Bogor, Siaranpost.com || Apel pagi di hari ke dua jelang operasi gabungan dilakukan di halaman PT Antam TBK UBPE Pongkor,dipimpin langsung Kapolsek Nangung AKP Ucup Supriatna. pada Rabu (25/02/2026)
Operasi gabungan ini melibatkan Polres Bogor, Koramil Nanggung, Polisi Hutan, Denpom, Satpol PP, Ketua HKM, Linmas desa se-Kecamatan Nanggung, serta security internal PT Antam, bertujuan untuk menekan aktivitas penambangan ilegal di kawasan IUP PT Antam dan Taman Nasional Gunung Halimun Salak (TNGHS).
Operasi akan berlangsung selama tiga hari dengan sasaran gubuk dan lubang penambangan ilegal, yang akan ditutup dan tertibkan tanpa pembakaran.
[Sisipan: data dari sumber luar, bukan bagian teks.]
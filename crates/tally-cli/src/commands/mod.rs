//! Command implementations
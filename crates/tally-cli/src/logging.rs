//! Diagnostic logging setup

use tracing_subscriber::EnvFilter;

/// Install the global subscriber, writing to stderr
///
/// An invalid filter falls back to `warn`. Calling this twice is harmless.
pub fn init(filter: &str) {
    let filter = EnvFilter::try_new(filter)
        .unwrap_or_else(|_| EnvFilter::new(crate::config::DEFAULT_LOG_FILTER));

    let _ = tracing_subscriber::fmt()
        .with_env_filter(filter)
        .with_writer(std::io::stderr)
        .with_target(false)
        .without_time()
        .try_init();
}
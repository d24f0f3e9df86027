//! Source locations

use std::fmt;

/// A position in a test script (1-indexed line and column)
#[derive(Debug, Clone, Copy, PartialEq, Eq, Hash, Default)]
pub struct Span {
    /// Line number (1-indexed)
    pub line: u32,
    /// Column number (1-indexed)
    pub column: u32,
}

impl Span {
    /// Create a new span
    pub fn new(line: u32, column: u32) -> Self {
        Self { line, column }
    }
}

impl fmt::Display for Span {
    fn fmt(&self, f: &mut fmt::Formatter<'_>) -> fmt::Result {
        write!(f, "{}:{}", self.line, self.column)
    }
}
AKP Ucup Supriatna juga menekankan pentingnya kerja dalam satu komando dan pelaporan hasil kegiatan secara berkala.
Sebelumnya, pada Selasa (24/2/2026), petugas gabungan telah menertibkan 18 lubang tambang ilegal di blok Cepu dan RC 12 wilayah IUP Antam, dengan melibatkan 85 personel dari berbagai unsur.
Selanjutnya, penyisiran di hari kedua akan berlangsung di lubang tambang ilegal Blok Butak dan Ampar, dengan melibatkan 87 personel gabungan guna mengantifasi adanya para penambang ilegal.
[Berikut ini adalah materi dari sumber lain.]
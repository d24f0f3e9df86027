//! Parsing (tokens to AST)
//!
//! Uses Pratt parsing for expressions and recursive descent for statements.
//! Errors are recorded and the parser resynchronizes at the next top-level
//! `fn`, so every broken function in a file is reported at once.

use crate::ast::*;
use crate::error::SyntaxError;
use crate::token::{Token, TokenKind};
use crate::value::Value;
use std::collections::HashMap;

/// Deepest expression or block nesting accepted before bailing out
const MAX_NESTING: usize = 256;

/// Parser state for building AST from tokens
pub struct Parser {
    tokens: Vec<Token>,
    current: usize,
    errors: Vec<SyntaxError>,
    depth: usize,
}

/// Operator precedence levels for Pratt parsing
#[derive(Debug, Clone, Copy, PartialEq, Eq, PartialOrd, Ord)]
enum Precedence {
    Lowest,
    Or,         // ||
    And,        // &&
    Equality,   // == !=
    Comparison, // < <= > >=
    Term,       // + -
    Factor,     // * / %
    Unary,      // ! -
}

impl Precedence {
    fn of(kind: TokenKind) -> Self {
        match kind {
            TokenKind::PipePipe => Precedence::Or,
            TokenKind::AmpAmp => Precedence::And,
            TokenKind::EqualEqual | TokenKind::BangEqual => Precedence::Equality,
            TokenKind::Less
            | TokenKind::LessEqual
            | TokenKind::Greater
            | TokenKind::GreaterEqual => Precedence::Comparison,
            TokenKind::Plus | TokenKind::Minus => Precedence::Term,
            TokenKind::Star | TokenKind::Slash | TokenKind::Percent => Precedence::Factor,
            _ => Precedence::Lowest,
        }
    }
}

type ParseResult<T> = Result<T, ()>;

impl Parser {
    /// Create a new parser for the given tokens
    pub fn new(tokens: Vec<Token>) -> Self {
        Self {
            tokens,
            current: 0,
            errors: Vec::new(),
            depth: 0,
        }
    }

    /// Parse tokens into a program
    pub fn parse(&mut self) -> (Program, Vec<SyntaxError>) {
        let mut functions = Vec::new();
        let mut declared: HashMap<String, u32> = HashMap::new();

        while !self.is_at_end() {
            match self.parse_function() {
                Ok(func) => {
                    // Calls resolve by name, so names must be unique
                    if let Some(first) = declared.get(&func.name) {
                        self.errors.push(SyntaxError::new(
                            format!("function '{}' already defined at line {}", func.name, first),
                            func.span,
                        ));
                        continue;
                    }
                    declared.insert(func.name.clone(), func.span.line);
                    functions.push(func);
                }
                Err(()) => self.synchronize(),
            }
        }

        (Program { functions }, std::mem::take(&mut self.errors))
    }

    // === Top-level parsing ===

    /// Parse a function declaration
    fn parse_function(&mut self) -> ParseResult<FunctionDecl> {
        let span = self
            .consume(TokenKind::Fn, "expected 'fn' at top level")?
            .span;
        let name = self
            .consume(TokenKind::Identifier, "expected a function name")?
            .lexeme
            .clone();

        self.consume(TokenKind::LeftParen, "expected '(' after function name")?;
        let mut params = Vec::new();
        if !self.check(TokenKind::RightParen) {
            loop {
                let param = self.consume(TokenKind::Identifier, "expected a parameter name")?;
                params.push(param.lexeme.clone());
                if !self.match_token(TokenKind::Comma) {
                    break;
                }
            }
        }
        self.consume(TokenKind::RightParen, "expected ')' after parameters")?;

        let (body, end_line) = self.parse_block()?;

        Ok(FunctionDecl {
            name,
            params,
            body,
            span,
            end_line,
        })
    }

    /// Parse `{ stmt* }`, returning the block and the line of its closing brace
    fn parse_block(&mut self) -> ParseResult<(Block, u32)> {
        self.enter_nesting()?;
        let block = self.parse_block_inner();
        self.depth -= 1;
        block
    }

    fn parse_block_inner(&mut self) -> ParseResult<(Block, u32)> {
        self.consume(TokenKind::LeftBrace, "expected '{'")?;

        let mut statements = Vec::new();
        while !self.check(TokenKind::RightBrace) && !self.is_at_end() {
            statements.push(self.parse_statement()?);
        }

        let end_line = self
            .consume(TokenKind::RightBrace, "expected '}' to close block")?
            .span
            .line;
        Ok((Block { statements }, end_line))
    }

    // === Statements ===

    fn parse_statement(&mut self) -> ParseResult<Stmt> {
        if self.check(TokenKind::Let) {
            self.parse_let()
        } else if self.check(TokenKind::If) {
            self.parse_if()
        } else if self.check(TokenKind::Return) {
            self.parse_return()
        } else {
            let expr = self.parse_expression(Precedence::Lowest)?;
            self.consume(TokenKind::Semicolon, "expected ';' after expression")?;
            Ok(Stmt::Expr(expr))
        }
    }

    fn parse_let(&mut self) -> ParseResult<Stmt> {
        let span = self.advance().span;
        let name = self
            .consume(TokenKind::Identifier, "expected a variable name after 'let'")?
            .lexeme
            .clone();
        self.consume(TokenKind::Equal, "expected '=' after variable name")?;
        let value = self.parse_expression(Precedence::Lowest)?;
        self.consume(TokenKind::Semicolon, "expected ';' after let statement")?;
        Ok(Stmt::Let { name, value, span })
    }

    fn parse_if(&mut self) -> ParseResult<Stmt> {
        let span = self.advance().span;
        let cond = self.parse_expression(Precedence::Lowest)?;
        let (then_block, _) = self.parse_block()?;

        let else_block = if self.match_token(TokenKind::Else) {
            if self.check(TokenKind::If) {
                // `else if` desugars to an else block holding a nested if
                let nested = self.parse_if()?;
                Some(Block {
                    statements: vec![nested],
                })
            } else {
                Some(self.parse_block()?.0)
            }
        } else {
            None
        };

        Ok(Stmt::If {
            cond,
            then_block,
            else_block,
            span,
        })
    }

    fn parse_return(&mut self) -> ParseResult<Stmt> {
        let span = self.advance().span;
        let value = if self.check(TokenKind::Semicolon) {
            None
        } else {
            Some(self.parse_expression(Precedence::Lowest)?)
        };
        self.consume(TokenKind::Semicolon, "expected ';' after return")?;
        Ok(Stmt::Return { value, span })
    }

    // === Expressions ===

    fn parse_expression(&mut self, min: Precedence) -> ParseResult<Expr> {
        self.enter_nesting()?;
        let expr = self.parse_binary(min);
        self.depth -= 1;
        expr
    }

    fn parse_binary(&mut self, min: Precedence) -> ParseResult<Expr> {
        let mut left = self.parse_prefix()?;

        loop {
            let precedence = Precedence::of(self.peek().kind);
            if precedence == Precedence::Lowest || precedence <= min {
                break;
            }
            let op_token = self.advance().clone();
            let op = binary_op(op_token.kind);
            let right = self.parse_expression(precedence)?;
            left = Expr::Binary {
                op,
                left: Box::new(left),
                right: Box::new(right),
                span: op_token.span,
            };
        }

        Ok(left)
    }

    fn parse_prefix(&mut self) -> ParseResult<Expr> {
        let token = self.advance().clone();
        match token.kind {
            TokenKind::Number => match token.lexeme.parse::<f64>() {
                Ok(n) => Ok(Expr::Literal(Value::Number(n), token.span)),
                Err(_) => self.error_at(&token, &format!("invalid number '{}'", token.lexeme)),
            },
            TokenKind::String => Ok(Expr::Literal(Value::String(token.lexeme), token.span)),
            TokenKind::True => Ok(Expr::Literal(Value::Bool(true), token.span)),
            TokenKind::False => Ok(Expr::Literal(Value::Bool(false), token.span)),
            TokenKind::Null => Ok(Expr::Literal(Value::Null, token.span)),
            TokenKind::Identifier => {
                if self.match_token(TokenKind::LeftParen) {
                    let args = self.parse_arguments()?;
                    Ok(Expr::Call {
                        callee: token.lexeme,
                        args,
                        span: token.span,
                    })
                } else {
                    Ok(Expr::Identifier(token.lexeme, token.span))
                }
            }
            TokenKind::LeftParen => {
                let inner = self.parse_expression(Precedence::Lowest)?;
                self.consume(TokenKind::RightParen, "expected ')' after expression")?;
                Ok(inner)
            }
            TokenKind::Bang | TokenKind::Minus => {
                let operand = self.parse_expression(Precedence::Unary)?;
                let op = if token.kind == TokenKind::Bang {
                    UnaryOp::Not
                } else {
                    UnaryOp::Negate
                };
                Ok(Expr::Unary {
                    op,
                    operand: Box::new(operand),
                    span: token.span,
                })
            }
            _ => {
                let found = describe(&token);
                self.error_at(&token, &format!("expected an expression, found {}", found))
            }
        }
    }

    /// Parse call arguments; the opening paren is already consumed
    fn parse_arguments(&mut self) -> ParseResult<Vec<Expr>> {
        let mut args = Vec::new();
        if !self.check(TokenKind::RightParen) {
            loop {
                args.push(self.parse_expression(Precedence::Lowest)?);
                if !self.match_token(TokenKind::Comma) {
                    break;
                }
            }
        }
        self.consume(TokenKind::RightParen, "expected ')' after arguments")?;
        Ok(args)
    }

    // === Helpers ===

    fn peek(&self) -> &Token {
        &self.tokens[self.current.min(self.tokens.len() - 1)]
    }

    fn is_at_end(&self) -> bool {
        self.peek().kind == TokenKind::Eof
    }

    fn check(&self, kind: TokenKind) -> bool {
        self.peek().kind == kind
    }

    fn advance(&mut self) -> &Token {
        if !self.is_at_end() {
            self.current += 1;
        }
        &self.tokens[self.current - 1]
    }

    fn match_token(&mut self, kind: TokenKind) -> bool {
        if self.check(kind) {
            self.advance();
            true
        } else {
            false
        }
    }

    fn consume(&mut self, kind: TokenKind, message: &str) -> ParseResult<&Token> {
        if self.check(kind) {
            return Ok(self.advance());
        }
        let token = self.peek().clone();
        self.error_at(&token, &format!("{}, found {}", message, describe(&token)))
    }

    /// Count one level of nesting; callers decrement once the level is parsed
    fn enter_nesting(&mut self) -> ParseResult<()> {
        if self.depth >= MAX_NESTING {
            let token = self.peek().clone();
            return self.error_at(&token, "expression nested too deeply");
        }
        self.depth += 1;
        Ok(())
    }

    fn error_at<T>(&mut self, token: &Token, message: &str) -> ParseResult<T> {
        self.errors.push(SyntaxError::new(message, token.span));
        Err(())
    }

    /// Skip tokens until the next top-level `fn`
    fn synchronize(&mut self) {
        while !self.is_at_end() {
            if self.check(TokenKind::Fn) {
                return;
            }
            self.current += 1;
        }
    }
}

fn binary_op(kind: TokenKind) -> BinaryOp {
    match kind {
        TokenKind::Plus => BinaryOp::Add,
        TokenKind::Minus => BinaryOp::Sub,
        TokenKind::Star => BinaryOp::Mul,
        TokenKind::Slash => BinaryOp::Div,
        TokenKind::Percent => BinaryOp::Mod,
        TokenKind::EqualEqual => BinaryOp::Eq,
        TokenKind::BangEqual => BinaryOp::Ne,
        TokenKind::Less => BinaryOp::Lt,
        TokenKind::LessEqual => BinaryOp::Le,
        TokenKind::Greater => BinaryOp::Gt,
        TokenKind::GreaterEqual => BinaryOp::Ge,
        TokenKind::AmpAmp => BinaryOp::And,
        TokenKind::PipePipe => BinaryOp::Or,
        other => unreachable!("{:?} has no binary precedence", other),
    }
}

fn describe(token: &Token) -> String {
    if token.kind == TokenKind::Eof {
        "end of file".to_string()
    } else {
        format!("'{}'", token.lexeme)
    }
}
Kapolsek Nanggung AKP Ucup Supriatna menegaskan, kegiatan ini pelaksanaannya tetap 1 komando dan satu perintah, dari masing-masing Kordinator lapangan (Korlap) silahkan untuk melaporkan hasil pertanggung jawaban giat ini kepada pimpinan masing-masing.” Ucap Kapolsek Nanggung.
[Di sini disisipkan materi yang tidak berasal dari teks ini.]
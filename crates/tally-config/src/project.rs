//! Project Configuration (tally.toml)
//!
//! Handles project-level configuration stored in `tally.toml` at the project root.

use crate::{ConfigError, ConfigResult};
use serde::{Deserialize, Serialize};
use std::path::{Path, PathBuf};

/// Project configuration from tally.toml
#[derive(Debug, Clone, Serialize, Deserialize, PartialEq, Default)]
#[serde(deny_unknown_fields)]
pub struct ProjectConfig {
    /// Test selection and execution settings
    #[serde(skip_serializing_if = "Option::is_none")]
    pub runner: Option<RunnerConfig>,

    /// Console output settings
    #[serde(skip_serializing_if = "Option::is_none")]
    pub output: Option<OutputConfig>,
}

/// Runner configuration
#[derive(Debug, Clone, Serialize, Deserialize, PartialEq, Default)]
#[serde(deny_unknown_fields)]
pub struct RunnerConfig {
    /// Directory searched when no paths are given (default: "test")
    #[serde(skip_serializing_if = "Option::is_none")]
    pub test_dir: Option<PathBuf>,

    /// File-name suffix of test files found in directories (default: "_test.tl")
    #[serde(skip_serializing_if = "Option::is_none")]
    pub suffix: Option<String>,

    /// Stop after the first failure or error
    #[serde(skip_serializing_if = "Option::is_none")]
    pub fail_fast: Option<bool>,

    /// Print failure details after the run instead of inline
    #[serde(skip_serializing_if = "Option::is_none")]
    pub defer_output: Option<bool>,
}

/// Output configuration, shared by project and global config
#[derive(Debug, Clone, Serialize, Deserialize, PartialEq, Default)]
#[serde(deny_unknown_fields)]
pub struct OutputConfig {
    /// Colorize output
    #[serde(skip_serializing_if = "Option::is_none")]
    pub color: Option<bool>,

    /// Print one line per test with timing
    #[serde(skip_serializing_if = "Option::is_none")]
    pub verbose: Option<bool>,
}

impl OutputConfig {
    /// Merge another output config into this one, field by field
    pub fn merge(&mut self, other: &OutputConfig) {
        if other.color.is_some() {
            self.color = other.color;
        }
        if other.verbose.is_some() {
            self.verbose = other.verbose;
        }
    }
}

impl ProjectConfig {
    /// Load project configuration from a file
    pub fn load_from_file(path: &Path) -> ConfigResult<Self> {
        let content = std::fs::read_to_string(path).map_err(|e| {
            if e.kind() == std::io::ErrorKind::NotFound {
                ConfigError::NotFound(path.to_path_buf())
            } else {
                ConfigError::IoError(e)
            }
        })?;

        let config: Self = toml::from_str(&content).map_err(|e| ConfigError::TomlParseError {
            file: path.to_path_buf(),
            error: e,
        })?;

        config.validate()?;
        Ok(config)
    }

    /// Validate the project configuration
    pub fn validate(&self) -> ConfigResult<()> {
        let Some(runner) = &self.runner else {
            return Ok(());
        };

        if let Some(suffix) = &runner.suffix {
            if suffix.trim().is_empty() {
                return Err(ConfigError::InvalidValue {
                    field: "runner.suffix".to_string(),
                    reason: "suffix cannot be empty".to_string(),
                });
            }
            if suffix.contains('/') || suffix.contains('\\') {
                return Err(ConfigError::InvalidValue {
                    field: "runner.suffix".to_string(),
                    reason: format!("suffix must be a file name ending, got '{}'", suffix),
                });
            }
        }

        if let Some(dir) = &runner.test_dir {
            if dir.is_absolute() {
                return Err(ConfigError::InvalidValue {
                    field: "runner.test_dir".to_string(),
                    reason: format!(
                        "must be relative to the project root, got '{}'",
                        dir.display()
                    ),
                });
            }
        }

        Ok(())
    }

    /// Get the runner section, creating it if absent
    pub fn runner_mut(&mut self) -> &mut RunnerConfig {
        self.runner.get_or_insert_with(RunnerConfig::default)
    }

    /// Get the output section, creating it if absent
    pub fn output_mut(&mut self) -> &mut OutputConfig {
        self.output.get_or_insert_with(OutputConfig::default)
    }
}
Pelaksanaan tersebut berupa penutupan lubang PETI, kemudian setelah selesai kegiatan ini kita lakukan konsolidasi lagi hasilnya.”Tambahnya.
Kapolsek Menghimbau, Apabila teman-teman menemukan penambang PETI di lapangan ataupun Barang Bukti nanti di lapangan, serahkan ke pihak Antam dan Kegiatan ini adalah salah satu bentuk untuk menekan para penambang PETI di wilayah hukum kita atau IUP Antam, sehingga dapat menimbulkan dampak paparan ke para pelaku penambang PETI.”Tutupnya.